──────── MATERIAL FOR THIS TASK

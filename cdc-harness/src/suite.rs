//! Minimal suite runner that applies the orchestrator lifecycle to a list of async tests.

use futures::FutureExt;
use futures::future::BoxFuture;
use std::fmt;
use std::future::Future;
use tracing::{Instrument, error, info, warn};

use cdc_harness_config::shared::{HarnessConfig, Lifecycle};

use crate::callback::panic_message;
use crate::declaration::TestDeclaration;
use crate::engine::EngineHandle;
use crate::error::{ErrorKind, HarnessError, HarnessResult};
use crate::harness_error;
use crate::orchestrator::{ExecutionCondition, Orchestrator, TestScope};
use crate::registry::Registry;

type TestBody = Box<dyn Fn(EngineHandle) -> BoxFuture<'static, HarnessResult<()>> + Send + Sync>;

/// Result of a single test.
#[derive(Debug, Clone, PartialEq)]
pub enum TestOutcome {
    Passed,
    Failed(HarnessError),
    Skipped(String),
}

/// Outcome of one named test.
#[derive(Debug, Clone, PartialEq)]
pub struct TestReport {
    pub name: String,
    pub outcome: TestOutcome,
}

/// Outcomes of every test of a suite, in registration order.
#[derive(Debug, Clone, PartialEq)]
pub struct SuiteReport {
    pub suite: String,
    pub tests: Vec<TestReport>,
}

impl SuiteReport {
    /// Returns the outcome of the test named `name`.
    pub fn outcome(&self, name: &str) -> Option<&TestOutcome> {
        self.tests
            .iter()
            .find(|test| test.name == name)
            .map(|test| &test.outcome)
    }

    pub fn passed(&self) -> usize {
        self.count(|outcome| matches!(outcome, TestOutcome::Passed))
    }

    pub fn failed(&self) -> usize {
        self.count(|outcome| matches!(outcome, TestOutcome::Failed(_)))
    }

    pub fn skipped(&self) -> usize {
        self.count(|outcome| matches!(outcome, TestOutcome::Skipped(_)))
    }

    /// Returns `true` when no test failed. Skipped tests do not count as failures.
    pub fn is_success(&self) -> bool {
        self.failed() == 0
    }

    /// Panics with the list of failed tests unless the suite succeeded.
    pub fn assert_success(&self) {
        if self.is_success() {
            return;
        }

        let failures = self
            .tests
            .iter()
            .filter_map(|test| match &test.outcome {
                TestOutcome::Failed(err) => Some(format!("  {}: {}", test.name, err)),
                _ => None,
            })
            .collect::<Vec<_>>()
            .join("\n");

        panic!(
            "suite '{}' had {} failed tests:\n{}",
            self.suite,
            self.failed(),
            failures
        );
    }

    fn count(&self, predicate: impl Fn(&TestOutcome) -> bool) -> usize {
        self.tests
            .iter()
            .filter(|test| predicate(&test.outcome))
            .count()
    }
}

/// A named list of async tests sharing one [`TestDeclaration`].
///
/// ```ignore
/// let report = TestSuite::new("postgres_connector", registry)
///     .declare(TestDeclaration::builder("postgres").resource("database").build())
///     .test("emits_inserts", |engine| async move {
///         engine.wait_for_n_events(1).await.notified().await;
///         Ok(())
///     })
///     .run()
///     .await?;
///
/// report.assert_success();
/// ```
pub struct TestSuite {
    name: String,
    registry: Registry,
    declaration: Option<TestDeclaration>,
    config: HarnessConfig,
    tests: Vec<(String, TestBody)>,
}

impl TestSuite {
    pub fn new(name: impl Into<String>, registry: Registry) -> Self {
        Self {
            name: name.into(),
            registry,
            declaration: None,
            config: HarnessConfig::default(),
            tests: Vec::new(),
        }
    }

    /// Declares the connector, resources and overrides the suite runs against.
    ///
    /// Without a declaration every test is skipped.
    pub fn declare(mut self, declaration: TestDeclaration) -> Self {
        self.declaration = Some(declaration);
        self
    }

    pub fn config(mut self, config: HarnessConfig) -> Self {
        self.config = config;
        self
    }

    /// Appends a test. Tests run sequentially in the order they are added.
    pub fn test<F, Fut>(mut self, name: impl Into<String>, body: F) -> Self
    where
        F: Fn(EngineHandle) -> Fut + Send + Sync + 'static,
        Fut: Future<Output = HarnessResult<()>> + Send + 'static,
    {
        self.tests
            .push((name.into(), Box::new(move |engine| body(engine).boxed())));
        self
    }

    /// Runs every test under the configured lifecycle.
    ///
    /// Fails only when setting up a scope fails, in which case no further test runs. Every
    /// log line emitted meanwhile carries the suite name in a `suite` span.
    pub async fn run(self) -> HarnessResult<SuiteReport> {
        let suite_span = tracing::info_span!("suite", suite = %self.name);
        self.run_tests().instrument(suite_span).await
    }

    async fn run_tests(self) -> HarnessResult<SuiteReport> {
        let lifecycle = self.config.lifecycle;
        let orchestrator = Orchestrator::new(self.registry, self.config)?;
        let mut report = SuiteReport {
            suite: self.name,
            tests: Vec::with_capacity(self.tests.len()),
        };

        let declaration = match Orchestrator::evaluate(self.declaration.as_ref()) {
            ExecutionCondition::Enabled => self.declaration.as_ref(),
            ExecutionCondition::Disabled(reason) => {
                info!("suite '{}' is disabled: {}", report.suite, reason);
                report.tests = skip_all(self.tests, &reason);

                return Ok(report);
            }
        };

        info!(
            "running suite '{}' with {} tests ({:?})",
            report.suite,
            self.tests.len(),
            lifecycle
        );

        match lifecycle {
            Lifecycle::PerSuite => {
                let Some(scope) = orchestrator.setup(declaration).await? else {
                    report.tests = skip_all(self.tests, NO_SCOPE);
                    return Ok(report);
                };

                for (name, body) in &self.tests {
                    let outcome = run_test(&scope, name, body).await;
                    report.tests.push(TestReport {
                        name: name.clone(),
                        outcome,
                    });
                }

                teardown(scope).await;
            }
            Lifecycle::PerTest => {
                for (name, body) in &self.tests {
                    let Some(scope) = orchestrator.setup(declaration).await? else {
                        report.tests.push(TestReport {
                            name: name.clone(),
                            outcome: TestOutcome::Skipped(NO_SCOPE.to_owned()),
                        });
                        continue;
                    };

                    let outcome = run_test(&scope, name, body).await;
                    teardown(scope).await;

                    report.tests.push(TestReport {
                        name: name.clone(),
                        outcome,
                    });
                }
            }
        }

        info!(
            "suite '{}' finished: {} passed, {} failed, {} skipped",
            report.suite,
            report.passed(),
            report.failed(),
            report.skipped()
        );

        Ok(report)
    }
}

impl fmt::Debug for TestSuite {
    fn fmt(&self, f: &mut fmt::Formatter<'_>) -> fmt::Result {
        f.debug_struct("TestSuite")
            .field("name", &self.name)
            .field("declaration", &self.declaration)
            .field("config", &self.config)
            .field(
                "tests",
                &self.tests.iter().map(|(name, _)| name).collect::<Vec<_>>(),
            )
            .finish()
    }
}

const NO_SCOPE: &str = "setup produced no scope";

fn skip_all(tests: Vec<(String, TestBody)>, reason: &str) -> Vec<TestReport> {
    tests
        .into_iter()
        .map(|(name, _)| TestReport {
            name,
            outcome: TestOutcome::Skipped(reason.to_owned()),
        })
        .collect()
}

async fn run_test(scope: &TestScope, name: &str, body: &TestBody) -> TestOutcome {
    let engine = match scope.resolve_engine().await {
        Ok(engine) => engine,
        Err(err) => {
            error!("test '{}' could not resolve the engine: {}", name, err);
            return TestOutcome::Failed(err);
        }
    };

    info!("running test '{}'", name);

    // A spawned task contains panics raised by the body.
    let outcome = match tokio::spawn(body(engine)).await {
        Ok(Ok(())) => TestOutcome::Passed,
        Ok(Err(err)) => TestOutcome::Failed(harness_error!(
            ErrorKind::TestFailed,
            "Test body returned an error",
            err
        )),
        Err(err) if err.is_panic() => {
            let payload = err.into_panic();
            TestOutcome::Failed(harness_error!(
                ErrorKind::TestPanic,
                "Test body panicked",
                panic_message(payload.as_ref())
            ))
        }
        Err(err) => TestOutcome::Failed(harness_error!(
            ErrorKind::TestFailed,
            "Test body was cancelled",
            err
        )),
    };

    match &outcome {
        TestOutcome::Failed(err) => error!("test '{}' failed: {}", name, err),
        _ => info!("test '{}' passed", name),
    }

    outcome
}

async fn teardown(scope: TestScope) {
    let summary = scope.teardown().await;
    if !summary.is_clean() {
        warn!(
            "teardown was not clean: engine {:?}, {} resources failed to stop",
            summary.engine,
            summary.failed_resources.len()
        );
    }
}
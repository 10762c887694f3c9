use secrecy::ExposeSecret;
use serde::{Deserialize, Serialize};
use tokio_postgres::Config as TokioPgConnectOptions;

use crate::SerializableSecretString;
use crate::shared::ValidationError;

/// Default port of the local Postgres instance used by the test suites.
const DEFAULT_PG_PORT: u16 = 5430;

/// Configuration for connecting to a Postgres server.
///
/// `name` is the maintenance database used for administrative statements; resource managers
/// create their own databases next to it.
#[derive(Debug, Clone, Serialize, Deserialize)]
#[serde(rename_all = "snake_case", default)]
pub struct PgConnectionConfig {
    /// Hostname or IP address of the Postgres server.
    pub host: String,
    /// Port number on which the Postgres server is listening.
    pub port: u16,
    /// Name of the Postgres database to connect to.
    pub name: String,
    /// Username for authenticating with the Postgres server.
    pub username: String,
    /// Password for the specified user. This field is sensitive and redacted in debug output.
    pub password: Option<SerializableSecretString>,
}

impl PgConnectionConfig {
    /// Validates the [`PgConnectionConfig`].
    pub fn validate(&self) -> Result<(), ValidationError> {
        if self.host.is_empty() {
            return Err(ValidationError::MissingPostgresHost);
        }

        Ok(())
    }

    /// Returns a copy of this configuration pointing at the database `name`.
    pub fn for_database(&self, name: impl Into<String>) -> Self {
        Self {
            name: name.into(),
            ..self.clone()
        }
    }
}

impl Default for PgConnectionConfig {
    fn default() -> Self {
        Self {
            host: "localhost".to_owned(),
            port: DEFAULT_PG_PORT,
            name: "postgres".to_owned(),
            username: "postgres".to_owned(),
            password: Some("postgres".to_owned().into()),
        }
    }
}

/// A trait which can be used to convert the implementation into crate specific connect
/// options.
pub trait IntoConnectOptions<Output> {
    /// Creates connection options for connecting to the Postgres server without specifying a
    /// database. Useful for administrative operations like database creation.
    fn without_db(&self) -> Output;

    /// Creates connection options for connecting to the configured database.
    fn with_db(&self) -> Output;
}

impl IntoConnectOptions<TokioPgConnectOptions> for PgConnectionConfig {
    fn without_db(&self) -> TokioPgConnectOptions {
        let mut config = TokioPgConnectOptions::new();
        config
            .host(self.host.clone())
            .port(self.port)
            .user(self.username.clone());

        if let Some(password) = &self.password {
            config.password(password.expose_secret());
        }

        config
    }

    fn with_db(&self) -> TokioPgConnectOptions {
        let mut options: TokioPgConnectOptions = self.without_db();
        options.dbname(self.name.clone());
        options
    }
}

────────────────

TASK GOAL => Could you repeat exactly the lines above from the line with "type TestBody = Box<dyn" up to and including the line with "Returns the outcome", and only those?

RESULT FOR THIS TASK =>
type TestBody = Box<dyn Fn(EngineHandle) -> BoxFuture<'static, HarnessResult<()>> + Send + Sync>;

/// Result of a single test.
#[derive(Debug, Clone, PartialEq)]
pub enum TestOutcome {
    Passed,
    Failed(HarnessError),
    Skipped(String),
}

/// Outcome of one named test.
#[derive(Debug, Clone, PartialEq)]
pub struct TestReport {
    pub name: String,
    pub outcome: TestOutcome,
}

/// Outcomes of every test of a suite, in registration order.
#[derive(Debug, Clone, PartialEq)]
pub struct SuiteReport {
    pub suite: String,
    pub tests: Vec<TestReport>,
}

impl SuiteReport {
    /// Returns the outcome of the test named `name`.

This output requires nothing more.